'El ataúd de cristal', primer largometraje del director vasco Haritz Zubillaga, se pudo ver en Sitges en 2016. Desde entonces ha ido dando tumbos por festivales, hasta encontrar un distribución mínima en salas dos años después. Un recorrido demasiado largo e imaginamos que algo desolador para sus responsables. Veintitantos meses después, como si hubiera estado aislada en una cámara frigorífica de las que podrían aparecer en una historia de Zubillaga, mantiene intactas sus virtudes y problemas.
El ataúd de cristal reformula planteamientos de algunos cortos anteriores del director, especialmente 'Las horas muertas' y, sobre todo, 'She's Lost Control'. En el primero, unos cuantos jóvenes en un entorno de asfixiantes reminiscencias a 'La matanza de Texas' y otras odiseas de perdición veraniega son acosados por un francotirador en una autocaravana. En la segunda, Paola Bontempi (también protagonista de 'El ataúd de cristal') es víctima de un asesino en serie en el interior de un coche, con un giro final que rima con el último tercio del largometraje.
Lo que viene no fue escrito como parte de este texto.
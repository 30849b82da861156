//! Four-question slot collector.
//!
//! The collector state is never stored; it is always the first missing
//! slot of the session state, so filled slots are skipped automatically.
//! One message may fill several slots at once.

use serde::Serialize;

use crate::session::SessionState;
use crate::slots::{
    parse_brand_stance, parse_budget, parse_message, parse_scene, parse_size, BrandStance, Parsed,
    Scene, SlotHints,
};

const RESET_TOKENS: &[&str] = &["reset", "重置", "清空", "重新开始"];
const SHOW_MORE_TOKENS: &[&str] = &["more", "detail", "更多", "展开", "详细", "详情", "全文"];
const COMPARE_TOKENS: &[&str] = &["compare", "vs", "pk", "对比", "比较", "选哪个", "哪个好"];

/// Which question the conversation is waiting on.
#[derive(Debug, Clone, Copy, PartialEq, Eq, Serialize)]
pub enum CollectorState {
    AskSize,
    AskBudget,
    AskScene,
    AskBrand,
    Ready,
}

impl CollectorState {
    pub fn of(state: &SessionState) -> Self {
        if state.size.is_none() {
            CollectorState::AskSize
        } else if state.budget.is_none() {
            CollectorState::AskBudget
        } else if state.scene.is_none() {
            CollectorState::AskScene
        } else if !state.brand_answered {
            CollectorState::AskBrand
        } else {
            CollectorState::Ready
        }
    }

    /// Question text for this state; `None` once every slot is filled.
    pub fn prompt(&self) -> Option<&'static str> {
        match self {
            CollectorState::AskSize => Some("Q1/4：你要多大尺寸？（例：75 / 65 / 85）"),
            CollectorState::AskBudget => Some("Q2/4：预算上限多少？（例：6000 / 1.2万 / 8k / 13k）"),
            CollectorState::AskScene => Some("Q3/4：主要场景是什么？（movie / ps5 / bright / sport）"),
            CollectorState::AskBrand => {
                Some("Q4/4：品牌态度？（无所谓 / 只要 某品牌 / 排除 某品牌）")
            }
            CollectorState::Ready => None,
        }
    }
}

/// First question of a round.
pub fn first_prompt() -> &'static str {
    CollectorState::AskSize.prompt().unwrap_or_default()
}

/// Commands recognized before any slot parsing.
#[derive(Debug, Clone, Copy, PartialEq, Eq)]
pub enum Command {
    Reset,
    ShowMore,
    Compare,
}

/// Match reserved tokens after dropping whitespace and trailing punctuation.
pub fn command(text: &str) -> Option<Command> {
    let compact: String = text
        .chars()
        .filter(|c| !c.is_whitespace())
        .collect::<String>()
        .trim_end_matches(|c: char| c.is_ascii_punctuation() || "。！？，、…～".contains(c))
        .to_lowercase();

    if SHOW_MORE_TOKENS.contains(&compact.as_str()) {
        Some(Command::ShowMore)
    } else if RESET_TOKENS.contains(&compact.as_str()) {
        Some(Command::Reset)
    } else if COMPARE_TOKENS.contains(&compact.as_str()) {
        Some(Command::Compare)
    } else {
        None
    }
}

/// Everything the engines need for one round.
#[derive(Debug, Clone, PartialEq)]
pub struct Criteria {
    pub size: u32,
    pub budget: u32,
    pub scene: Scene,
    pub brand: BrandStance,
}

impl Criteria {
    pub fn from_state(state: &SessionState) -> Option<Self> {
        if !state.is_complete() {
            return None;
        }
        Some(Self {
            size: state.size?,
            budget: state.budget?,
            scene: state.scene?,
            brand: state.brand.clone(),
        })
    }
}

/// What happened to one answer.
#[derive(Debug, Clone, PartialEq)]
pub enum Advance {
    /// The answer was stored; ask the next question.
    Next(&'static str),
    /// The answer did not parse; ask the same question again.
    Retry(&'static str),
    /// All four slots are filled.
    Ready(Criteria),
}

/// Merge one message into `state`.
///
/// A message with marked values (`75寸 预算13000 打游戏`) fills every empty
/// slot it names; slots already filled are kept. Otherwise the text is read
/// as the answer to the pending question alone.
pub fn apply(state: &mut SessionState, text: &str) -> Advance {
    let current = CollectorState::of(state);
    let text = text.trim();

    let hints = parse_message(text);
    let accepted = if text.is_empty() {
        false
    } else if hints.is_empty() {
        answer(state, current, text)
    } else {
        merge_hints(state, hints) > 0
    };

    if !accepted {
        return Advance::Retry(current.prompt().unwrap_or_default());
    }

    match CollectorState::of(state).prompt() {
        Some(next) => Advance::Next(next),
        None => match Criteria::from_state(state) {
            Some(criteria) => Advance::Ready(criteria),
            None => Advance::Retry(first_prompt()),
        },
    }
}

/// Read `text` as the answer to `current`.
fn answer(state: &mut SessionState, current: CollectorState, text: &str) -> bool {
    match current {
        CollectorState::AskSize => match parse_size(text) {
            Parsed::Value(size) => {
                state.size = Some(size);
                true
            }
            Parsed::Unparsed => false,
        },
        CollectorState::AskBudget => match parse_budget(text) {
            Parsed::Value(budget) => {
                state.budget = Some(budget);
                true
            }
            Parsed::Unparsed => false,
        },
        CollectorState::AskScene => match parse_scene(text) {
            Parsed::Value(scene) => {
                state.scene = Some(scene);
                true
            }
            Parsed::Unparsed => false,
        },
        CollectorState::AskBrand => match parse_brand_stance(text) {
            Parsed::Value(stance) => {
                state.brand = stance;
                state.brand_answered = true;
                true
            }
            Parsed::Unparsed => false,
        },
        CollectorState::Ready => true,
    }
}

/// Fill empty slots from `hints`; returns how many were filled.
fn merge_hints(state: &mut SessionState, hints: SlotHints) -> usize {
    let mut filled = 0;
    if let (None, Some(size)) = (state.size, hints.size) {
        state.size = Some(size);
        filled += 1;
    }
    if let (None, Some(budget)) = (state.budget, hints.budget) {
        state.budget = Some(budget);
        filled += 1;
    }
    if let (None, Some(scene)) = (state.scene, hints.scene) {
        state.scene = Some(scene);
        filled += 1;
    }
    if !state.brand_answered {
        if let Some(stance) = hints.brand {
            state.brand = stance;
            state.brand_answered = true;
            filled += 1;
        }
    }
    filled
}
En ambos casos, los cortos tienen en común con la película un ambiente claustrofóbico y paroxístico, de tensión creciente, en espacios reducidos y, curiosamente, en formato vehículo de motor (aunque la mayor parte del tiempo estén detenidos). Pero hay más: visual y técnicamente, cortos y largometraje marcan un sello autoral en la obsesión del autor por el detallismo sensorial, como los sonidos cotidianos -desde tejidos rozándose a la carne acariciando el metal- convertidos en pesadillescos, o los primerísimos planos que resaltan poros, marcas o detalles microscópicos.
Esa, heredada del giallo más expresivo, es sin duda la propuesta más estimulante de 'El ataúd de cristal': el microcosmos que propone no es el de una mujer desvalida encerrada en una limusina, sino un amplificador de estímulos visuales y sonoros que producen pánico. Un planteamiento de puro género que viene arropado por el habitual argumento claustrofóbico: Amanda (Bontempi) es una actriz de éxito que acude en una enorme limusina a recoger un premio. Pero al poco de ir en el vehículo las lunas se tintan, las puertas se cierran y una voz distorsionada le propondrá un juego sádico y macabro.
Jigsaw sobre ruedas
Hora y media de tensión extrema es lo que propone Zubillaga, y desde el punto de vista técnico el resultado es altamente satisfactorio. En ese entorno ridículamente opresivo, el director se las arregla para mover la cámara con solutura, configurar el espacio con precisión y conseguir que nos veamos asfixiados por las reglas del juego, no por torpeza expositiva. A veces las dimensiones de la limusina la hacen parecer más bien la parte trasera de una furgoneta, pero son reglas que aceptamos con la entrada.
Además, el director de fotografía Jon D. Domínguez, habitual de Nacho Vigalondo y Borja Cobeaga, hace un excelente trabajo transformando el interior de la limusina con colores que sirven de espejo de la acción y los estados de ánimo de la heroína, del neón chirriante a la opresiva luz negra. También otorga una estética irreal y fantasmagórica a los exteriores, subrayando la idea de que el interior del coche es el único mundo que importa.
El problema llega con un guión, coescrito por Zubillaga y Aitor Eneriz, al que le cuesta mantener la tensión e incluso el tono. Algunos diálogos un poco ingenuos y vergonzantes se dan la mano con secuencias de tortura y cacharrería que resultarán familiares a los asiduos a la saga 'Saw'. El tono da bandazos de la sátira a lo trascendente, y Zubilla no termina de decidirse entre su estética de art-horror y alguna explosión de violencia de espíritu exploitation. En general, hay demasiada ambición cuando la película se sale de los resortes narrativos del suspense, y una escena concreta, de brutalidad insoportable, se siente más como un añadido para epatar que como una auténtica consecuencia lógica de lo que estamos viendo.
La impresión final es de estar ante una película técnicamente admirable, pero endeble en todo lo demás. El ejemplo perfecto de ello está en su tramo final, argumentalmente insostenible pero fascinante en lo visual. Sin duda una propuesta irregular, pero también admirable entre tanto cine clónico de género a lo Blumhouse. Posiblemente, Zubillaga tenga oportunidades en el futuro de seguir explorando su mundo de pánico sensorial en vehículos algo más propicios. Y no hablamos solo de la limusina.